Stored items:
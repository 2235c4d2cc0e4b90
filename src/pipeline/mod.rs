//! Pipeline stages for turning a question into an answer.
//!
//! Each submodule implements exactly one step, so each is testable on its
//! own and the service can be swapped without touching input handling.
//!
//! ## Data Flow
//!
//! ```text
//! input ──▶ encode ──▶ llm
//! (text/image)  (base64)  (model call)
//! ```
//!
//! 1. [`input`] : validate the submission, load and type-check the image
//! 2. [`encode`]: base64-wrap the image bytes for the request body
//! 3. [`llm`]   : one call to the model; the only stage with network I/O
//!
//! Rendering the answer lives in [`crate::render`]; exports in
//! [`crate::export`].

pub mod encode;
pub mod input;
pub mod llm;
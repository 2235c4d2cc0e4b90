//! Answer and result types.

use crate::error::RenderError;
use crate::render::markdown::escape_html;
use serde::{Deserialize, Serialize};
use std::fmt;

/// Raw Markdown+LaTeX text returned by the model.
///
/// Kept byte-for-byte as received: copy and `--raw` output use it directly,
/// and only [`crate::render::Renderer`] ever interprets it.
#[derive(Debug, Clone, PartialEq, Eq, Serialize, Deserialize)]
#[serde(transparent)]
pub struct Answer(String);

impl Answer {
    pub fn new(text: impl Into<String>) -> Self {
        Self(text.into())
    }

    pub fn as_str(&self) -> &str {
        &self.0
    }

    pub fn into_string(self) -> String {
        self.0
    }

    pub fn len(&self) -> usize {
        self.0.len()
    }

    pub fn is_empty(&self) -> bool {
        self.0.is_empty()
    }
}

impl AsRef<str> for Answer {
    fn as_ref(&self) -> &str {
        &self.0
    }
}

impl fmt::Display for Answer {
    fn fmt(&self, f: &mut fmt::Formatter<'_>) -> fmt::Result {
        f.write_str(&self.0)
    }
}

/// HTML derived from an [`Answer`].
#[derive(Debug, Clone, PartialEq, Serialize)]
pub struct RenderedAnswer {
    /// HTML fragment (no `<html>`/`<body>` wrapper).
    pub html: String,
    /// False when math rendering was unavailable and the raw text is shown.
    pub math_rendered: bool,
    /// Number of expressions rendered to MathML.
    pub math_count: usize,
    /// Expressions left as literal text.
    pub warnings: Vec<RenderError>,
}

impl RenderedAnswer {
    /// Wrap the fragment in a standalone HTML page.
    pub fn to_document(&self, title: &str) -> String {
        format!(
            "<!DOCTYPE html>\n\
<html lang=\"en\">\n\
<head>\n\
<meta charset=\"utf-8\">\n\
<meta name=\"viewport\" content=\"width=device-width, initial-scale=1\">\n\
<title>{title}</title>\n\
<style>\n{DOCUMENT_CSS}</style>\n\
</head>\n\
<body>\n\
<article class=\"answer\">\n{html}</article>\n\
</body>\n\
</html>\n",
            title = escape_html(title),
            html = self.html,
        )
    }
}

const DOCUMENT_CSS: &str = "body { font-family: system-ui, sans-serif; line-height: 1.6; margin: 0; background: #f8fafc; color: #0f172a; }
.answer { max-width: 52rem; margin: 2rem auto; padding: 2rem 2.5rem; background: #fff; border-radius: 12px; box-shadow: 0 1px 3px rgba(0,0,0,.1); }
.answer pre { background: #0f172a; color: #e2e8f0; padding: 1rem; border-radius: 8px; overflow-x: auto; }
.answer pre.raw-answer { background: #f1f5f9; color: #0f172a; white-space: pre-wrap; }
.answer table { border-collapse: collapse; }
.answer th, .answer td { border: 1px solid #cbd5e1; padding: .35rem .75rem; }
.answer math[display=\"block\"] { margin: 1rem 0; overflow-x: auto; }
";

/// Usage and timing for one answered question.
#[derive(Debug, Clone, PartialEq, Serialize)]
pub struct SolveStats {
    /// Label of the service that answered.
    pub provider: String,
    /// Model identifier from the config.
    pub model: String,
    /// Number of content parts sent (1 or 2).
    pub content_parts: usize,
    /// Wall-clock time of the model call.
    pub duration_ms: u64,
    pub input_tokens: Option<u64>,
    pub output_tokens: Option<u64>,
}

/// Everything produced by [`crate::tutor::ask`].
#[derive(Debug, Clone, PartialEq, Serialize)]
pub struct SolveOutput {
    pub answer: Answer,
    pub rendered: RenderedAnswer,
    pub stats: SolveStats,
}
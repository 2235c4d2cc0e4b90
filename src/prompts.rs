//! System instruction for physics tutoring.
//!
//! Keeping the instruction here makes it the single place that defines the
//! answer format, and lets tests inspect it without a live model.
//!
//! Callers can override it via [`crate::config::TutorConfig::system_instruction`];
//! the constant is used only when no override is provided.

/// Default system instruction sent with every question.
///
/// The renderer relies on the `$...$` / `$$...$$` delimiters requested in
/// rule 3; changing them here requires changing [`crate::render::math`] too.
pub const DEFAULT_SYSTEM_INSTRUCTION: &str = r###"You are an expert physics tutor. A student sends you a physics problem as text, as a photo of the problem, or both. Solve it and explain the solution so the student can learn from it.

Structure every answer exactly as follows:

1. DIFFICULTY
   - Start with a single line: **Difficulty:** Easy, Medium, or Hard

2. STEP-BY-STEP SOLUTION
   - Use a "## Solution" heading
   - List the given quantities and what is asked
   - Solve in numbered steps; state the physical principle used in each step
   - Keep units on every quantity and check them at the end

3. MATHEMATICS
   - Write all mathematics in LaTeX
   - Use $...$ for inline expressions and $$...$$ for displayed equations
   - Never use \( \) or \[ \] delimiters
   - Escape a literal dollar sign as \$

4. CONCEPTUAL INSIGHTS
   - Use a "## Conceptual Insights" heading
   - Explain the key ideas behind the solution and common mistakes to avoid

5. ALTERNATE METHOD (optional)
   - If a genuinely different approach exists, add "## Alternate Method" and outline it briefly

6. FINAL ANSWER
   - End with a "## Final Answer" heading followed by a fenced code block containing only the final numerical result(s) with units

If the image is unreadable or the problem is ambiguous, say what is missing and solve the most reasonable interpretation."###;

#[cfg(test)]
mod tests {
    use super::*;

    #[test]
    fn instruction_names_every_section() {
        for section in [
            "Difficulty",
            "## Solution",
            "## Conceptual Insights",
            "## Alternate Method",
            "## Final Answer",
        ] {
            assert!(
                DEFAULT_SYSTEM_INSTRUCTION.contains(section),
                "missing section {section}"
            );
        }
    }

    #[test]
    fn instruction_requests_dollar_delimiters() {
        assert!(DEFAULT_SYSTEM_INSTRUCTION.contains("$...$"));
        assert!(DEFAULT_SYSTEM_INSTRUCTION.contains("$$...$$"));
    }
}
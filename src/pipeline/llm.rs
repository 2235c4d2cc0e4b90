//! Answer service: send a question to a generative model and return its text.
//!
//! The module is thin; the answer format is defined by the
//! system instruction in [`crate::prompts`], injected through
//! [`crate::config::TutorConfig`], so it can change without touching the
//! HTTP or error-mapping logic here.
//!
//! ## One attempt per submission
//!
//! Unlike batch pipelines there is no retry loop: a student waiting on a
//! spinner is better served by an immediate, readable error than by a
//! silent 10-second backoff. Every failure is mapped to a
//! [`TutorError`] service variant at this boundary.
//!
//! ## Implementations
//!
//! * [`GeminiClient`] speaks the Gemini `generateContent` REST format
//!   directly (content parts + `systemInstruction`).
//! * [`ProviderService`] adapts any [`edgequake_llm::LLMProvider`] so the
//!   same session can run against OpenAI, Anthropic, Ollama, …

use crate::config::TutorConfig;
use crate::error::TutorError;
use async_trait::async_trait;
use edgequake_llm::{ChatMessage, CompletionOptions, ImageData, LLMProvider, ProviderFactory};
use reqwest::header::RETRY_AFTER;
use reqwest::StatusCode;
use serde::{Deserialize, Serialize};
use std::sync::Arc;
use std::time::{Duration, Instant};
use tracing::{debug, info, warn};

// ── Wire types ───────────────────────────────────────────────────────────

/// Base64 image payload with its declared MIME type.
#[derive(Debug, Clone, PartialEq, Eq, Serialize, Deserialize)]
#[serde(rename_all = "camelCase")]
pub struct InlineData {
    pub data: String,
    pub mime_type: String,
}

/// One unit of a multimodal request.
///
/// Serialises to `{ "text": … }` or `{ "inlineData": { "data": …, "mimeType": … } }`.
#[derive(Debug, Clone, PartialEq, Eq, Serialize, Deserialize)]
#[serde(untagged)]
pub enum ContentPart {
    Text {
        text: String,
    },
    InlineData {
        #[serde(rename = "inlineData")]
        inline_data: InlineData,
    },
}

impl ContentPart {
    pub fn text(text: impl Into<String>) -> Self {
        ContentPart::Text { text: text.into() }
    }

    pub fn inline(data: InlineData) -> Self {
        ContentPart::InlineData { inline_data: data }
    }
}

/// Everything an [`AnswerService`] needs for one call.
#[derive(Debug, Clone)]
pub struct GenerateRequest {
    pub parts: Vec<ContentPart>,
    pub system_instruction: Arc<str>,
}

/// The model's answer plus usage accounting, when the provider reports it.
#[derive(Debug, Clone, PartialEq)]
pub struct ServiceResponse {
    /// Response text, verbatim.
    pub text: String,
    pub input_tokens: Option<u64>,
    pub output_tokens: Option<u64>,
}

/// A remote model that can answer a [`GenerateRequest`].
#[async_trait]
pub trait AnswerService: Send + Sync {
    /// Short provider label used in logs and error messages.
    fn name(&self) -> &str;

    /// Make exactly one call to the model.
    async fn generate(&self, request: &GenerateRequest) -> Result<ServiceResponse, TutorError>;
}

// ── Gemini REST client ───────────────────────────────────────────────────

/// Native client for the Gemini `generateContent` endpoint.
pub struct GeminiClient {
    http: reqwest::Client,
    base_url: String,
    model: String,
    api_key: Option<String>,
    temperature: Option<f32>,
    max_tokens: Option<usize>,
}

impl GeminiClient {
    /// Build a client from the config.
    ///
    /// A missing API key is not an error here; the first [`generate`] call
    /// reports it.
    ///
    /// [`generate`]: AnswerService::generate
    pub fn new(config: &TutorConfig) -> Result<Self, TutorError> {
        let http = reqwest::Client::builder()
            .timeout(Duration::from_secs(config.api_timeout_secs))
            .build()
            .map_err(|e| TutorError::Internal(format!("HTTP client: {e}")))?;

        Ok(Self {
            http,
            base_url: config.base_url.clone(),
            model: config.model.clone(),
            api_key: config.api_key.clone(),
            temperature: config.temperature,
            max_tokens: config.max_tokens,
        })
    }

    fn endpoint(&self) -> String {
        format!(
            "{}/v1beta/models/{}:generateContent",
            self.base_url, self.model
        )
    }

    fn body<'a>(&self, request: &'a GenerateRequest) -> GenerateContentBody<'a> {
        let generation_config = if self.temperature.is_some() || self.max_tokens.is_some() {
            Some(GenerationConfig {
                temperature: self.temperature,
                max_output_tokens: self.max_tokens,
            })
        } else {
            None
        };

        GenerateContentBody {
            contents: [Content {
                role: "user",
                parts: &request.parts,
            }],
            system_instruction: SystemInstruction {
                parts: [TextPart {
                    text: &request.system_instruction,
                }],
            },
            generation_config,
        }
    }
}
---
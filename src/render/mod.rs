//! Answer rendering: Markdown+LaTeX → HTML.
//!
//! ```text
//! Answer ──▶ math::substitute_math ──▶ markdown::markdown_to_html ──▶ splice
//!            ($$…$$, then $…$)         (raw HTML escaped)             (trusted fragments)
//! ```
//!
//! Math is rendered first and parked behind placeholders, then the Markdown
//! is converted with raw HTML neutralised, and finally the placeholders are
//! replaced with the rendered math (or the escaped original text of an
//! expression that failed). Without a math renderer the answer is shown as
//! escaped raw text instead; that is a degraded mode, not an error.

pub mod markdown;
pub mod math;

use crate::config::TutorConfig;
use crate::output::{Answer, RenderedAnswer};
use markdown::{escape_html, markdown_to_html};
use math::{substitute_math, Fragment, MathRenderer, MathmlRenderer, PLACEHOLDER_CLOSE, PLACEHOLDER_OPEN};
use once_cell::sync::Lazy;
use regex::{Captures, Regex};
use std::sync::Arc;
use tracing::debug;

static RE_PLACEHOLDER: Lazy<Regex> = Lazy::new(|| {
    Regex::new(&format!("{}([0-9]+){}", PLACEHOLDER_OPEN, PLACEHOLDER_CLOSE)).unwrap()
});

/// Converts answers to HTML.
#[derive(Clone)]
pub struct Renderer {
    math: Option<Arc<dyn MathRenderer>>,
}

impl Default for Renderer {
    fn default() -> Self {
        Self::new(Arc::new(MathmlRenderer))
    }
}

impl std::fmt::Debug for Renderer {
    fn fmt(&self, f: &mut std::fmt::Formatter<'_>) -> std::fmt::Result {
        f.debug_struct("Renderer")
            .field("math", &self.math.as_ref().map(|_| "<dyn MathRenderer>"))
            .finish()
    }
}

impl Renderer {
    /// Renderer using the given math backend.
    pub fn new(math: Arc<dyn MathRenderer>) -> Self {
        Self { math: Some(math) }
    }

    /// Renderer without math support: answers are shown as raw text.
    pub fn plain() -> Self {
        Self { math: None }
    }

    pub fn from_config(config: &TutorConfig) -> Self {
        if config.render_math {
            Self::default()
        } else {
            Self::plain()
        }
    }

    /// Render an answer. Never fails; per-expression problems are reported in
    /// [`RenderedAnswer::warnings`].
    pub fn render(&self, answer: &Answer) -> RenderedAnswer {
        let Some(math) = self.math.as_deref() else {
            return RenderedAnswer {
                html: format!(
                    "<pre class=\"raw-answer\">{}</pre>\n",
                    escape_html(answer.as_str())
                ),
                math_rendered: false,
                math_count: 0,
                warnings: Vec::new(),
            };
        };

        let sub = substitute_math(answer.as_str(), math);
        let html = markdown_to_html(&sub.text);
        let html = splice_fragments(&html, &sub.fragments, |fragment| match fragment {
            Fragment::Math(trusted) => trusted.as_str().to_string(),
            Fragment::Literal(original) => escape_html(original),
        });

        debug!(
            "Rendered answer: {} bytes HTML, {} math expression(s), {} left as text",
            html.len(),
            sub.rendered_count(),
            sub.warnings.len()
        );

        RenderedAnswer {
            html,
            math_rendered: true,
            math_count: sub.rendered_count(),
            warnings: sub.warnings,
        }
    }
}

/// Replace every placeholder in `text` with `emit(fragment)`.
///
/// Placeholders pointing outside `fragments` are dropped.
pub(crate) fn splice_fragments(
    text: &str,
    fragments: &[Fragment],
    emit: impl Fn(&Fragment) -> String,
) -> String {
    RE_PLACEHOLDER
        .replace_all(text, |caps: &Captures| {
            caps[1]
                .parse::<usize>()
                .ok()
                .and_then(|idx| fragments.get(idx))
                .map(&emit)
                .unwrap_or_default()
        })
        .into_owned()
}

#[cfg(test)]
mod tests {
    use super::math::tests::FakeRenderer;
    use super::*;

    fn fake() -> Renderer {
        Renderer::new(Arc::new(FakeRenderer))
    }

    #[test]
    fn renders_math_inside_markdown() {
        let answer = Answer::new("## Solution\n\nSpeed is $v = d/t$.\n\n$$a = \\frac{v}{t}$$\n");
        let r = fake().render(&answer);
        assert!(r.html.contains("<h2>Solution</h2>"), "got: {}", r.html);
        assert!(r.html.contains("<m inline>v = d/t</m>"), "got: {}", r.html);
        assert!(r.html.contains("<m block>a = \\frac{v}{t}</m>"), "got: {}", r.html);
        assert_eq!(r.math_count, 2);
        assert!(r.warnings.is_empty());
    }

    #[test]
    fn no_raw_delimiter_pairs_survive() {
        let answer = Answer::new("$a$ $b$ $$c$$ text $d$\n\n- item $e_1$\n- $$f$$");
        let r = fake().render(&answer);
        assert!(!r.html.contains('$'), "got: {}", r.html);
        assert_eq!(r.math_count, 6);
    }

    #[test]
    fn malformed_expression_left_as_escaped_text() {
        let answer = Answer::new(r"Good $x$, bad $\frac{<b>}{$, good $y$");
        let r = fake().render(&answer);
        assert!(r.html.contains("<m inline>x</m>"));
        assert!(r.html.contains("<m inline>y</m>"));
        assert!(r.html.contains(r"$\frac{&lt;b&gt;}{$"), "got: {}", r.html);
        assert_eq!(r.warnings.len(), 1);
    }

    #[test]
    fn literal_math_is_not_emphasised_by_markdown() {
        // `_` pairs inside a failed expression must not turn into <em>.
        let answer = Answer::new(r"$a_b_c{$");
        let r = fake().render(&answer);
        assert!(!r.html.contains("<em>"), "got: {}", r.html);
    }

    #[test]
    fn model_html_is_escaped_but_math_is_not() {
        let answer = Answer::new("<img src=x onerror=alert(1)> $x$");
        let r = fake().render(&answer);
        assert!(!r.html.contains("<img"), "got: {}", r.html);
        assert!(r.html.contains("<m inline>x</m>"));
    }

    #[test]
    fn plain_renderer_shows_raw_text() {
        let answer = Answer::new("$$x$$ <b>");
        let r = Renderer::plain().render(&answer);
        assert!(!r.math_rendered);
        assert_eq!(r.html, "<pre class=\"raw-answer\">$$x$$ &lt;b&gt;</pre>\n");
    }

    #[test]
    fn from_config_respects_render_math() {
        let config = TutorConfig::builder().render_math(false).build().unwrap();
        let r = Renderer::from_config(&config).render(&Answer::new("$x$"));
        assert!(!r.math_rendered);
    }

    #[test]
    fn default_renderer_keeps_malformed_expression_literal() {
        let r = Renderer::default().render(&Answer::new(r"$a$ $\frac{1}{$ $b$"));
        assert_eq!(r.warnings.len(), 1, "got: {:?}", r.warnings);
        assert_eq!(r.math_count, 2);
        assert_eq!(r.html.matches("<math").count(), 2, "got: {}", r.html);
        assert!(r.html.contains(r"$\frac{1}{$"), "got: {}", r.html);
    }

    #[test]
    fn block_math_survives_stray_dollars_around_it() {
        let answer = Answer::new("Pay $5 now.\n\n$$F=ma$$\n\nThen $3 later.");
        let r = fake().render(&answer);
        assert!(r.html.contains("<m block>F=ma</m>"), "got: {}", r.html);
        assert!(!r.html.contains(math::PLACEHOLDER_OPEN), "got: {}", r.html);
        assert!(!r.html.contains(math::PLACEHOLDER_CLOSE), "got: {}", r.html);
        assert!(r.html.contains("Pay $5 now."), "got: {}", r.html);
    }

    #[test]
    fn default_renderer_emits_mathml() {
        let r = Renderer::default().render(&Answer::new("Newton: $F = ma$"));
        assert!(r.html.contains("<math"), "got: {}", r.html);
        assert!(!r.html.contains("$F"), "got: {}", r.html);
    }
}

Directions for this task:
Could you copy every line in the records that holds "GeminiClient"?

Written reply:
//! * [`GeminiClient`] speaks the Gemini `generateContent` REST format
pub struct GeminiClient {
impl GeminiClient {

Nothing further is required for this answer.